Prime Minister Naoto Kan would like to meet with Hu Jintao, China’s president, as the two participate in the Asia-Pacific Economic Cooperation Forum summit in mid-November, and America’s Hillary Clinton has offered to broker a trilateral meeting between foreign ministers of the two countries to get people talking again. Chief Cabinet Secretary Yoshito Sengoku says “I predict that he will come as scheduled,” referring to China’s president, “and will hold some kind of talks with the prime minister.”

At the same time, Sengoku said he’d like a meeting proposed between the foreign ministers, but questioned whether such sessions could be brokered in the short timelines. The Chief Cabinet Secretary says both Beijing and Tokyo need to separately decide which kind of proposals would work best for their countries.

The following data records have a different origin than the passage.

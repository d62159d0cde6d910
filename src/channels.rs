//! Queues and cancellation flags connecting the independently running units.
//!
//! The queues are the only state shared between the bridge, the router, the
//! update sessions and the CLI sink. Every unit also owns exactly one
//! [`CancelFlag`], checked at its loop boundaries.

use std::sync::{
    atomic::{AtomicBool, Ordering},
    Arc,
};

use crossbeam_channel::{bounded, Receiver, Sender};

/// Encoded frame bytes as they travel between the bridge and the router.
pub type RawFrame = Vec<u8>;

/// One side of a queue pair: what this side sends and what it receives.
#[derive(Debug)]
pub struct Endpoint<T> {
    pub tx: Sender<T>,
    pub rx: Receiver<T>,
}

/// Create two bounded queues of `capacity` elements, crossed so that what one
/// endpoint sends is received by the other.
pub fn queue_pair<T>(capacity: usize) -> (Endpoint<T>, Endpoint<T>) {
    let (a_tx, b_rx) = bounded(capacity);
    let (b_tx, a_rx) = bounded(capacity);
    (Endpoint { tx: a_tx, rx: a_rx }, Endpoint { tx: b_tx, rx: b_rx })
}

/// A one-way cancellation request. Once set it stays set.
#[derive(Debug, Clone, Default)]
pub struct CancelFlag(Arc<AtomicBool>);

impl CancelFlag {
    pub fn new() -> Self {
        Self::default()
    }

    pub fn cancel(&self) {
        self.0.store(true, Ordering::SeqCst);
    }

    pub fn is_cancelled(&self) -> bool {
        self.0.load(Ordering::SeqCst)
    }
}

/// Holds the flags of many units so that they can all be cancelled at once,
/// e.g. from the interrupt handler.
#[derive(Debug, Clone, Default)]
pub struct CancelGroup {
    flags: Vec<CancelFlag>,
}

impl CancelGroup {
    pub fn new() -> Self {
        Self::default()
    }

    pub fn add(&mut self, flag: &CancelFlag) {
        self.flags.push(flag.clone());
    }

    pub fn cancel_all(&self) {
        for flag in &self.flags {
            flag.cancel();
        }
    }

    pub fn len(&self) -> usize {
        self.flags.len()
    }

    pub fn is_empty(&self) -> bool {
        self.flags.is_empty()
    }
}

// =============================================================================
// Unit Tests
// =============================================================================

#[test]
fn queue_pair_is_crossed() {
    let (left, right) = queue_pair::<u8>(2);
    left.tx.send(1).unwrap();
    right.tx.send(2).unwrap();
    assert_eq!(right.rx.try_recv(), Ok(1));
    assert_eq!(left.rx.try_recv(), Ok(2));
}

#[test]
fn queue_pair_is_bounded() {
    let (left, _right) = queue_pair::<u8>(1);
    left.tx.try_send(1).unwrap();
    assert!(left.tx.is_full());
    assert!(left.tx.try_send(2).is_err());
}

#[test]
fn cancellation_is_one_way_and_shared_by_clones() {
    let flag = CancelFlag::new();
    let clone = flag.clone();
    assert!(!clone.is_cancelled());
    flag.cancel();
    flag.cancel();
    assert!(clone.is_cancelled());
}

#[test]
fn group_fans_out_to_every_flag() {
    let flags: Vec<CancelFlag> = (0..4).map(|_| CancelFlag::new()).collect();
    let outsider = CancelFlag::new();
    let mut group = CancelGroup::new();
    flags.iter().for_each(|flag| group.add(flag));

    group.clone().cancel_all();

    assert_eq!(group.len(), 4);
    assert!(flags.iter().all(CancelFlag::is_cancelled));
    assert!(!outsider.is_cancelled());
}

Diplomatic relations between the two Asian countries have fallen to the lowest point in years since the Japanese patrol boats and a Chinese fishing vessel collided off the East China Sea’s Sengaku Islands.

China and Taiwan both claim sovereign rights to the islands, which China calls Diaoyu, and the Japanese call Senkaku. Beijing’s Assistant Foreign Minister, Hu Zhengyue, blamed Japan for the trouble. “Japan spread groundless distortions… they want to make the Diaoyu islands a hot-topic issue,” he said, adding “Japan should take responsibility for ruining the atmosphere between the two countries.”

Efforts were made in Hanoi this week to bring the two countries together during meetings of the 10-nation Association of Southeast Asian Nations, but those efforts didn’t gain traction. China blocked the ASEAN nations from getting into the issue, choosing to deal with countries one-on-one. ASEAN nations, says Philippine President Benigno Aquino III, “should have one voice before we venture into talking to other claimants.”